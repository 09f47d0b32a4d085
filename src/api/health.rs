use axum::extract::State;
use axum::Json;
use serde_json::{json, Value};

use super::AppState;
use crate::error::AppError;

pub async fn health() -> Json<Value> {
    Json(json!({"status": "ok"}))
}

/// Ready once the sales store answers a query.
pub async fn ready(State(state): State<AppState>) -> Result<Json<Value>, AppError> {
    let records = state.repo.count_rows().await?;
    Ok(Json(json!({"status": "ready", "records": records})))
}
============
Give the listing above again, word for word.

▸ **Solution to this task**
repository 09f47d0b32a4d085
filename src/api/health.rs
use axum::extract::State;
use axum::Json;
use serde_json::{json, Value};

use super::AppState;
use crate::error::AppError;

pub async fn health() -> Json<Value> {
    Json(json!({"status": "ok"}))
}

/// Ready once the sales store answers a query.
pub async fn ready(State(state): State<AppState>) -> Result<Json<Value>, AppError> {
    let records = state.repo.count_rows().await?;
    Ok(Json(json!({"status": "ready", "records": records})))
}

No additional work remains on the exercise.